Required work:
Find every line in the material below with the string "order" and state how many there are, with no other text.

BEGIN Material shown

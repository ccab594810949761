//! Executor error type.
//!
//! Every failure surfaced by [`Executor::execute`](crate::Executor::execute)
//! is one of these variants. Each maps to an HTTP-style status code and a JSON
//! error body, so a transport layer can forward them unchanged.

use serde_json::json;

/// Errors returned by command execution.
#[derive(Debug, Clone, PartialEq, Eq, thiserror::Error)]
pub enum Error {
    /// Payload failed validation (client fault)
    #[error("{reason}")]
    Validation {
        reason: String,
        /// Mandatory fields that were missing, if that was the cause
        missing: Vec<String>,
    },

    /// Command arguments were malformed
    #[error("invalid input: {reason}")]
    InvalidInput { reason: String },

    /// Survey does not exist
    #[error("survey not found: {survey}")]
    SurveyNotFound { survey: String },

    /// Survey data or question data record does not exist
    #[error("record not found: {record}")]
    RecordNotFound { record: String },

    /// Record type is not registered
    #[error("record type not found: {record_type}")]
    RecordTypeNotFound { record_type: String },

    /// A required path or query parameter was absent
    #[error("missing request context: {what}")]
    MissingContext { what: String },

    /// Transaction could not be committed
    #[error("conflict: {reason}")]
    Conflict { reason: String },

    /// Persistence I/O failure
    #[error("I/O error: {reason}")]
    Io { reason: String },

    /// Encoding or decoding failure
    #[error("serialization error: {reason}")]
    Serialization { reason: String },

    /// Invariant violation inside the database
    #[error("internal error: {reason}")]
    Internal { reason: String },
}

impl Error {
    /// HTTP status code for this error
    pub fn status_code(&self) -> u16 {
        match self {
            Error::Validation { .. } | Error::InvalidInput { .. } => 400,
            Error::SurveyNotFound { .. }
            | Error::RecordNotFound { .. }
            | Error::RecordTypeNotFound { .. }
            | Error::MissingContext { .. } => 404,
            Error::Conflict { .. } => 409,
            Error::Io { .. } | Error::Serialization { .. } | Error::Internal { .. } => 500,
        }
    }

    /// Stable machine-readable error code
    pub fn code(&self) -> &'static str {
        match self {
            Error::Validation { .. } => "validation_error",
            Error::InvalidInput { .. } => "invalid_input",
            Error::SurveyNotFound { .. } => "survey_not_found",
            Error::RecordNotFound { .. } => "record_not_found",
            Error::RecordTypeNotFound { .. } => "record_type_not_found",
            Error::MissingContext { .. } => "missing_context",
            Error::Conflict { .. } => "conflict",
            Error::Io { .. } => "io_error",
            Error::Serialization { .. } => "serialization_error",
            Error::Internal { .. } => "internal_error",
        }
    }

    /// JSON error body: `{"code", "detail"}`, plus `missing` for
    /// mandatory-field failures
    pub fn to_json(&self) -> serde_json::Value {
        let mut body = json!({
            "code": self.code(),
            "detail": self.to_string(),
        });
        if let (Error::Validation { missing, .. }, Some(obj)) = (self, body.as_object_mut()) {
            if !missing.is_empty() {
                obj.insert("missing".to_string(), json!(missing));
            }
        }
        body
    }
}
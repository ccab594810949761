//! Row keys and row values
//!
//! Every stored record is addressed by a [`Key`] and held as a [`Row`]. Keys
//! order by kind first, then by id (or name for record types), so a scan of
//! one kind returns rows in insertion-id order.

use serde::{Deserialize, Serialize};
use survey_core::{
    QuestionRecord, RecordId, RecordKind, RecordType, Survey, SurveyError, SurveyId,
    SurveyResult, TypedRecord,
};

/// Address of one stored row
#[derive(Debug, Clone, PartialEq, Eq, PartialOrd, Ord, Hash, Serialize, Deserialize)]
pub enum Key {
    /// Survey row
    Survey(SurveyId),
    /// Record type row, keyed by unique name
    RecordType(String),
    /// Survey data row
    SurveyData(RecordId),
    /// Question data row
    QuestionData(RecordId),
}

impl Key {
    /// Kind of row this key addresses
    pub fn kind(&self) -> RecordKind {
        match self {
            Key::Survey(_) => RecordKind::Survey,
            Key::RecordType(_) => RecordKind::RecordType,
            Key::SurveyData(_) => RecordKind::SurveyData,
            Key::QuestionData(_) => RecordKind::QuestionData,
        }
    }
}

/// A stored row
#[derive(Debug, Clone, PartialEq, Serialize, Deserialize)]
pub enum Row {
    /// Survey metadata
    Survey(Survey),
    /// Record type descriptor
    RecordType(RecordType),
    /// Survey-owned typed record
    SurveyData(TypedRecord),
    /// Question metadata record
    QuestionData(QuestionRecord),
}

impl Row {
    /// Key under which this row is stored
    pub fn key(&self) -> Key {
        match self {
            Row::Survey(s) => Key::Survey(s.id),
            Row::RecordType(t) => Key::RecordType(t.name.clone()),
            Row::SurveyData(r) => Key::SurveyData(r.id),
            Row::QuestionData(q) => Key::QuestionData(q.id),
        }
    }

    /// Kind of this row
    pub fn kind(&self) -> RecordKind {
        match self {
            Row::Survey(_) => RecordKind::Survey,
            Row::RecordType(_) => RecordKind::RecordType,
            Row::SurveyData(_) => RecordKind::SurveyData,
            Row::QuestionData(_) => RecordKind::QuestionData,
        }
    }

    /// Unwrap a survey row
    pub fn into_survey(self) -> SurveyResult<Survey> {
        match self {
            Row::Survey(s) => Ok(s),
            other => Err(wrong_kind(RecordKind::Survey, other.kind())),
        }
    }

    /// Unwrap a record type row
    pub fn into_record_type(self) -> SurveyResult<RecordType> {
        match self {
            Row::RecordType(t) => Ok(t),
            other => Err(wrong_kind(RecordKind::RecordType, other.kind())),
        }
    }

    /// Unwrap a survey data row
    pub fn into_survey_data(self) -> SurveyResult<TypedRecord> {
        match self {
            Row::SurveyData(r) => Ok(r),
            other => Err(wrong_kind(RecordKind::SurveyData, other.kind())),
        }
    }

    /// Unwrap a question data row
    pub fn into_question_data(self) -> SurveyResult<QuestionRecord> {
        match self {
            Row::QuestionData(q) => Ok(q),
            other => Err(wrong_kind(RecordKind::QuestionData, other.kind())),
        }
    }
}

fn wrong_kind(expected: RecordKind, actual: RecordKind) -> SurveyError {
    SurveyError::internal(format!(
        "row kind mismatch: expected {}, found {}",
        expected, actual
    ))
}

END Material shown

Result below:
2